The LC-MS/MS spectra obtained with the bead beating protocol were searched against four different databases to identify the database that results in the highest number of reliably identified protein groups (Fig. S2): (I) the non-redundant NCBI database (NCBInr), (II) a database with Uniprot sequences from abundant bacteria and diatoms identified by Teeling et al. (2012) (PABD), (III) the database used by Teeling et al. (2012) containing proteins based on translated metagenomes of FL bacteria (0.2 μm pore-sized filters from different sampling time points) of the spring bloom 2009 (MIMAS) and (IV) a database based on the metagenomes of the 0.2 and 3 μm pore-sized filters from samples of the 14th of April 2009 (0.2 + 3 μm 2009). Best results were obtained with the 0.2 + 3 μm 2009 database (Fig. S2), which is not surprising as the resolving power of metaproteome analyses relies heavily upon the database used for protein identification (e.g. Schneider and Riedel, 2010; Teeling et al., 2012). It is, moreover, well accepted that metaproteomic data are most informative in combination with complementary omics approaches, i.e. genomics and transcriptomics (e.g. Banfield et al., 2005; Ram et al., 2005).
Based on our results, we finally decided to use the bead beating-based protocol for protein extraction since this method resulted in more reproducible protein yields compared to the SDS-acetone extraction protocol (Fig. 1B). Furthermore, this method was less time-intensive compared to the SDS-acetone approach and resulted in the identification of the highest number of unique protein groups, most probably due to the effective disintegration of the particulate matrix by EDTA added to the extraction buffer (Passow, 2002). In summary, the optimized metaproteomic pipeline for marine particles (Fig. 2) comprises protein extraction by bead beating, protein fractionation by 1D SDS-PAGE (20 fractions), followed by in-gel tryptic digestion, LC-MS/MS and database search against the matching metagenome database (0.2 + 3 μm 2009).

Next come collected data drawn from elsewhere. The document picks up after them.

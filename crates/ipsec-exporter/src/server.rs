// ── HTTP server ──
//
// Two routes over one shared collector. Every request runs its own scrape or
// health check; nothing is cached between requests.

use std::sync::Arc;
use std::time::Duration;

use axum::{
    Json, Router,
    extract::State,
    http::{StatusCode, header},
    response::{IntoResponse, Response},
    routing::get,
};
use serde::Serialize;
use tokio::net::TcpListener;
use tokio_util::sync::CancellationToken;
use tracing::{debug, error, info, warn};

use ipsec_core::{Clock, Collector, exposition};
use ipsec_vici::Connector;

use crate::error::ExporterError;

/// Upper bound for answering one request.
pub const REQUEST_TIMEOUT: Duration = Duration::from_secs(30);

/// Build the router for `collector`.
pub fn router<K, C>(collector: Arc<Collector<K, C>>) -> Router
where
    K: Connector + 'static,
    C: Clock + 'static,
{
    Router::new()
        .route("/metrics", get(metrics::<K, C>))
        .route("/healthcheck", get(healthcheck::<K, C>))
        .with_state(collector)
}

/// Serve `router` on `listener` until `shutdown` is cancelled.
pub async fn serve(
    listener: TcpListener,
    router: Router,
    shutdown: CancellationToken,
) -> Result<(), ExporterError> {
    if let Ok(addr) = listener.local_addr() {
        info!(%addr, "serving /metrics and /healthcheck");
    }
    axum::serve(listener, router)
        .with_graceful_shutdown(async move { shutdown.cancelled().await })
        .await
        .map_err(ExporterError::Serve)
}

/// Cancel `token` on SIGINT or SIGTERM.
pub async fn shutdown_signal(token: CancellationToken) {
    let ctrl_c = async {
        if let Err(e) = tokio::signal::ctrl_c().await {
            warn!(error = %e, "cannot listen for ctrl-c");
            std::future::pending::<()>().await;
        }
    };

    #[cfg(unix)]
    let terminate = async {
        match tokio::signal::unix::signal(tokio::signal::unix::SignalKind::terminate()) {
            Ok(mut signal) => {
                signal.recv().await;
            }
            Err(e) => {
                warn!(error = %e, "cannot listen for SIGTERM");
                std::future::pending::<()>().await;
            }
        }
    };

    #[cfg(not(unix))]
    let terminate = std::future::pending::<()>();

    tokio::select! {
        () = ctrl_c => {},
        () = terminate => {},
    }
    info!("shutdown signal received");
    token.cancel();
}

// ── Handlers ─────────────────────────────────────────────────────────

async fn metrics<K, C>(State(collector): State<Arc<Collector<K, C>>>) -> Response
where
    K: Connector + 'static,
    C: Clock + 'static,
{
    match tokio::time::timeout(REQUEST_TIMEOUT, collector.gather()).await {
        Ok(Ok(body)) => {
            debug!(bytes = body.len(), "scrape rendered");
            ([(header::CONTENT_TYPE, exposition::CONTENT_TYPE)], body).into_response()
        }
        Ok(Err(e)) => {
            error!(error = %e, "cannot render metrics");
            (StatusCode::INTERNAL_SERVER_ERROR, e.to_string()).into_response()
        }
        Err(_) => {
            warn!(timeout_secs = REQUEST_TIMEOUT.as_secs(), "scrape timed out");
            (StatusCode::SERVICE_UNAVAILABLE, "scrape timed out").into_response()
        }
    }
}

#[derive(Debug, Serialize)]
struct Health {
    status: &'static str,
    #[serde(skip_serializing_if = "Option::is_none")]
    errors: Option<HealthErrors>,
}

#[derive(Debug, Serialize)]
struct HealthErrors {
    vici: String,
}

impl Health {
    fn ok() -> Self {
        Self {
            status: "OK",
            errors: None,
        }
    }

    fn unavailable(reason: String) -> Self {
        Self {
            status: "Service Unavailable",
            errors: Some(HealthErrors { vici: reason }),
        }
    }
}

async fn healthcheck<K, C>(State(collector): State<Arc<Collector<K, C>>>) -> Response
where
    K: Connector + 'static,
    C: Clock + 'static,
{
    let reason = match tokio::time::timeout(REQUEST_TIMEOUT, collector.check()).await {
        Ok(Ok(())) => return (StatusCode::OK, Json(Health::ok())).into_response(),
        Ok(Err(e)) => e.to_string(),
        Err(_) => "health check timed out".to_owned(),
    };
    warn!(reason = %reason, "health check failed");
    (
        StatusCode::SERVICE_UNAVAILABLE,
        Json(Health::unavailable(reason)),
    )
        .into_response()
}
use chrono::{DateTime, Utc};

/// Source of the scrape's reference time.
pub trait Clock: Send + Sync {
    fn now(&self) -> DateTime<Utc>;
}

/// Wall-clock time.
#[derive(Debug, Clone, Copy, Default)]
pub struct SystemClock;

impl Clock for SystemClock {
    fn now(&self) -> DateTime<Utc> {
        Utc::now()
    }
}

/// Always returns the same instant.
#[derive(Debug, Clone, Copy)]
pub struct FixedClock(pub DateTime<Utc>);

impl Clock for FixedClock {
    fn now(&self) -> DateTime<Utc> {
        self.0
    }
}
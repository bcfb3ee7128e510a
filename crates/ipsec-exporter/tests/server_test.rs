//! HTTP-level tests: a real listener on an ephemeral port in front of a
//! collector whose daemon is an in-memory fake.
#![allow(clippy::unwrap_used)]

use std::net::SocketAddr;
use std::sync::Arc;

use ipsec_core::{Collector, CollectorConfig};
use ipsec_exporter::server;
use ipsec_vici::{Client, Connector, Error, Message};
use pretty_assertions::assert_eq;
use tokio::net::TcpListener;
use tokio_util::sync::CancellationToken;

// ── Fake daemon ─────────────────────────────────────────────────────

#[derive(Clone, Copy)]
struct FakeDaemon {
    up: bool,
}

impl Connector for FakeDaemon {
    type Client = FakeSession;

    async fn connect(&self) -> Result<FakeSession, Error> {
        if self.up {
            Ok(FakeSession)
        } else {
            Err(Error::Connect {
                address: "unix:///var/run/charon.vici".into(),
                source: std::io::Error::from(std::io::ErrorKind::NotFound),
            })
        }
    }
}

struct FakeSession;

impl Client for FakeSession {
    async fn streamed_command_request(
        &mut self,
        command: &str,
        _event: &str,
        _message: Option<&Message>,
    ) -> Result<Vec<Message>, Error> {
        match command {
            "list-sas" => Ok(vec![Message::new().with(
                "gw-east",
                Message::new()
                    .with("uniqueid", "7")
                    .with("version", "2")
                    .with("state", "ESTABLISHED"),
            )]),
            _ => Ok(Vec::new()),
        }
    }

    async fn close(self) -> Result<(), Error> {
        Ok(())
    }
}

// ── Harness ─────────────────────────────────────────────────────────

struct Running {
    addr: SocketAddr,
    shutdown: CancellationToken,
    handle: tokio::task::JoinHandle<Result<(), ipsec_exporter::ExporterError>>,
}

impl Running {
    fn url(&self, path: &str) -> String {
        format!("http://{}{path}", self.addr)
    }

    async fn stop(self) {
        self.shutdown.cancel();
        self.handle.await.unwrap().unwrap();
    }
}

async fn start(daemon: FakeDaemon) -> Running {
    let collector = Arc::new(Collector::new(daemon, CollectorConfig::default()));
    let listener = TcpListener::bind("127.0.0.1:0").await.unwrap();
    let addr = listener.local_addr().unwrap();
    let shutdown = CancellationToken::new();
    let handle = tokio::spawn(server::serve(
        listener,
        server::router(collector),
        shutdown.clone(),
    ));
    Running {
        addr,
        shutdown,
        handle,
    }
}

// ── /metrics ────────────────────────────────────────────────────────

#[tokio::test]
async fn test_metrics_endpoint() {
    let running = start(FakeDaemon { up: true }).await;

    let response = reqwest::get(running.url("/metrics")).await.unwrap();
    assert_eq!(response.status(), reqwest::StatusCode::OK);
    let content_type = response.headers()[reqwest::header::CONTENT_TYPE]
        .to_str()
        .unwrap()
        .to_owned();
    assert!(content_type.starts_with("text/plain"), "got {content_type}");

    let body = response.text().await.unwrap();
    assert!(body.contains("ipsec_tunnel_count 1"));
    assert!(body.lines().any(|line| {
        line.starts_with("ipsec_tunnel_status{")
            && line.contains(r#"tunnel_name="gw-east""#)
            && line.ends_with(" 1")
    }));
    assert!(body.contains("ipsec_cert_count 0"));

    running.stop().await;
}

#[tokio::test]
async fn test_metrics_when_daemon_is_down() {
    let running = start(FakeDaemon { up: false }).await;

    let response = reqwest::get(running.url("/metrics")).await.unwrap();
    assert_eq!(response.status(), reqwest::StatusCode::OK);
    let body = response.text().await.unwrap();
    assert!(body.contains("ipsec_tunnel_count 0"));
    assert!(!body.contains("ipsec_tunnel_status"));

    running.stop().await;
}

// ── /healthcheck ────────────────────────────────────────────────────

#[tokio::test]
async fn test_healthcheck_ok() {
    let running = start(FakeDaemon { up: true }).await;

    let response = reqwest::get(running.url("/healthcheck")).await.unwrap();
    assert_eq!(response.status(), reqwest::StatusCode::OK);
    let body: serde_json::Value = response.json().await.unwrap();
    assert_eq!(body, serde_json::json!({ "status": "OK" }));

    running.stop().await;
}

#[tokio::test]
async fn test_healthcheck_unavailable() {
    let running = start(FakeDaemon { up: false }).await;

    let response = reqwest::get(running.url("/healthcheck")).await.unwrap();
    assert_eq!(response.status(), reqwest::StatusCode::SERVICE_UNAVAILABLE);
    let body: serde_json::Value = response.json().await.unwrap();
    assert_eq!(body["status"], "Service Unavailable");
    let reason = body["errors"]["vici"].as_str().unwrap();
    assert!(reason.contains("charon.vici"), "got {reason}");

    running.stop().await;
}

#[tokio::test]
async fn test_unknown_route_is_not_found() {
    let running = start(FakeDaemon { up: true }).await;

    let response = reqwest::get(running.url("/")).await.unwrap();
    assert_eq!(response.status(), reqwest::StatusCode::NOT_FOUND);

    running.stop().await;
}
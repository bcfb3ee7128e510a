// ── Core error types ──
//
// Every variant here is recoverable at the scrape level: the collector logs
// it and falls back to a zero count or a skipped record. None of them ever
// fail a scrape on their own.

use thiserror::Error;

/// Unified error type for the core crate.
#[derive(Debug, Error)]
pub enum CoreError {
    // ── Session errors ───────────────────────────────────────────────
    /// No session could be acquired from the daemon.
    #[error("Cannot open VICI session: {0}")]
    Connection(#[source] ipsec_vici::Error),

    // ── Listing errors ───────────────────────────────────────────────
    /// The daemon flagged a record as failed, or the request broke off.
    #[error("Listing '{command}' failed: {reason}")]
    Listing {
        command: &'static str,
        reason: String,
    },

    // ── Record errors ────────────────────────────────────────────────
    /// A field had a different shape than its declared type.
    #[error("Unexpected shape at '{path}': expected {expected}, found {found}")]
    Decode {
        path: String,
        expected: &'static str,
        found: &'static str,
    },

    /// Certificate bytes were not valid X.509.
    #[error("Cannot parse certificate: {0}")]
    Parse(String),

    // ── Exposition errors ────────────────────────────────────────────
    #[error("Cannot encode metrics: {0}")]
    Exposition(#[from] prometheus::Error),
}

impl CoreError {
    /// Prefix a decode error's path with the key of the enclosing node.
    #[must_use]
    pub fn within(self, key: &str) -> Self {
        match self {
            Self::Decode {
                path,
                expected,
                found,
            } => Self::Decode {
                path: format!("{key}.{path}"),
                expected,
                found,
            },
            other => other,
        }
    }
}
// ── Metric samples ──
//
// The projector turns domain records into plain `Sample`s. Nothing here
// touches a registry; `exposition` renders samples on demand.

pub mod catalog;
mod project;

pub use catalog::Desc;
pub use project::Projector;

/// One gauge observation.
#[derive(Debug, Clone, PartialEq)]
pub struct Sample {
    /// Full metric name, prefix included.
    pub name: String,
    pub help: &'static str,
    /// Label pairs in catalog order.
    pub labels: Vec<(&'static str, String)>,
    pub value: f64,
}

impl Sample {
    pub fn label(&self, name: &str) -> Option<&str> {
        self.labels
            .iter()
            .find(|(label, _)| *label == name)
            .map(|(_, value)| value.as_str())
    }
}

// ── Gauge conversions ───────────────────────────────────────────────
//
// Gauges are f64. Counters above 2^53 lose precision, as they do in every
// Prometheus client.

#[allow(clippy::cast_precision_loss, clippy::as_conversions)]
pub(crate) fn from_count(n: usize) -> f64 {
    n as f64
}

#[allow(clippy::cast_precision_loss, clippy::as_conversions)]
pub(crate) fn from_u64(n: u64) -> f64 {
    n as f64
}

#[allow(clippy::cast_precision_loss, clippy::as_conversions)]
pub(crate) fn from_i64(n: i64) -> f64 {
    n as f64
}

pub(crate) fn from_flag(flag: bool) -> f64 {
    if flag { 1.0 } else { 0.0 }
}
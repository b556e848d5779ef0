//! Sample sources feeding the streaming service.
//!
//! Live sensor transports live outside this crate; they hand normalized
//! samples over through [`ChannelSource`]. [`ReplaySource`] replays a
//! recorded or decoded stream.

use std::collections::VecDeque;

use async_trait::async_trait;
use tokio::sync::mpsc;

use lidar_core::{Error, Result, Sample, SensorProfile};

/// Trait for normalized sample producers
#[async_trait]
pub trait SampleSource: Send {
    /// Start producing samples
    async fn start(&mut self) -> Result<()>;

    /// Stop producing samples
    async fn stop(&mut self) -> Result<()>;

    fn is_running(&self) -> bool;

    /// Profile of the sensor behind this source
    fn profile(&self) -> &SensorProfile;

    /// Next sample; [`Error::StreamClosed`] once the stream has ended
    async fn recv(&mut self) -> Result<Sample>;

    /// Next sample if one is ready
    fn try_recv(&mut self) -> Option<Sample>;
}

/// In-memory replay of a finite sample sequence
pub struct ReplaySource {
    profile: SensorProfile,
    samples: VecDeque<Sample>,
    is_running: bool,
}

impl ReplaySource {
    pub fn new(profile: SensorProfile, samples: impl IntoIterator<Item = Sample>) -> Self {
        Self {
            profile,
            samples: samples.into_iter().collect(),
            is_running: false,
        }
    }

    pub fn remaining(&self) -> usize {
        self.samples.len()
    }
}

#[async_trait]
impl SampleSource for ReplaySource {
    async fn start(&mut self) -> Result<()> {
        self.is_running = true;
        Ok(())
    }

    async fn stop(&mut self) -> Result<()> {
        self.is_running = false;
        Ok(())
    }

    fn is_running(&self) -> bool {
        self.is_running
    }

    fn profile(&self) -> &SensorProfile {
        &self.profile
    }

    async fn recv(&mut self) -> Result<Sample> {
        if !self.is_running {
            return Err(Error::Source("replay source not started".into()));
        }
        self.samples.pop_front().ok_or(Error::StreamClosed)
    }

    fn try_recv(&mut self) -> Option<Sample> {
        if !self.is_running {
            return None;
        }
        self.samples.pop_front()
    }
}

/// Source fed by an external producer through a channel
pub struct ChannelSource {
    profile: SensorProfile,
    rx: mpsc::Receiver<Sample>,
    is_running: bool,
}

impl ChannelSource {
    /// Create the source and the sender its producer writes to
    pub fn new(profile: SensorProfile, capacity: usize) -> (mpsc::Sender<Sample>, Self) {
        let (tx, rx) = mpsc::channel(capacity.max(1));
        (
            tx,
            Self {
                profile,
                rx,
                is_running: false,
            },
        )
    }
}

#[async_trait]
impl SampleSource for ChannelSource {
    async fn start(&mut self) -> Result<()> {
        self.is_running = true;
        Ok(())
    }

    async fn stop(&mut self) -> Result<()> {
        self.is_running = false;
        self.rx.close();
        Ok(())
    }

    fn is_running(&self) -> bool {
        self.is_running
    }

    fn profile(&self) -> &SensorProfile {
        &self.profile
    }

    async fn recv(&mut self) -> Result<Sample> {
        if !self.is_running {
            return Err(Error::Source("channel source not started".into()));
        }
        self.rx.recv().await.ok_or(Error::StreamClosed)
    }

    fn try_recv(&mut self) -> Option<Sample> {
        self.rx.try_recv().ok()
    }
}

Proof of principle – comparative metaproteome analyses of FL and PA bacterioplankton
As proof of principle, the newly established protocol was applied for a comparative metaproteomic analysis of FL and PA microbial communities sampled at the 14th of April 2009 in 0.2 μm - 3 μm (= FL), 3 - 10 μm and ≥ 10 μm (= PA) fractions. Five technical replicates of each sample were subjected to the final optimized workflow and the resulting MS/MS-data were searched against the matching metagenome-based database (0.2 + 3 μm 2009). Employing our optimized pipeline, we were able to record 460,000, 360,000, and 440,000 spectra, which subsequently led to the identification of 9,354 protein groups (19.4% of spectral IDs), 2,263 protein groups (10.2% of spectral IDs), and 2,771 protein groups (10.7% of spectral IDs) for the 0.2 - 3 μm (Table S1), 3 - 10 μm (Table S2), and ≥ 10 μm (Table S3) fractions, respectively. This is, at least to our knowledge, the largest number of protein groups ever identified for marine particles. Comparable studies addressing metaproteomic analyses of marine sediments of the Bering Sea (Moore et al., 2012), the coastal North Sea, and the Pacific Ocean (Wöhlbrand et al., 2017b) identified less than 10% of the protein identification numbers resulting from the here presented novel metaproteomic pipeline.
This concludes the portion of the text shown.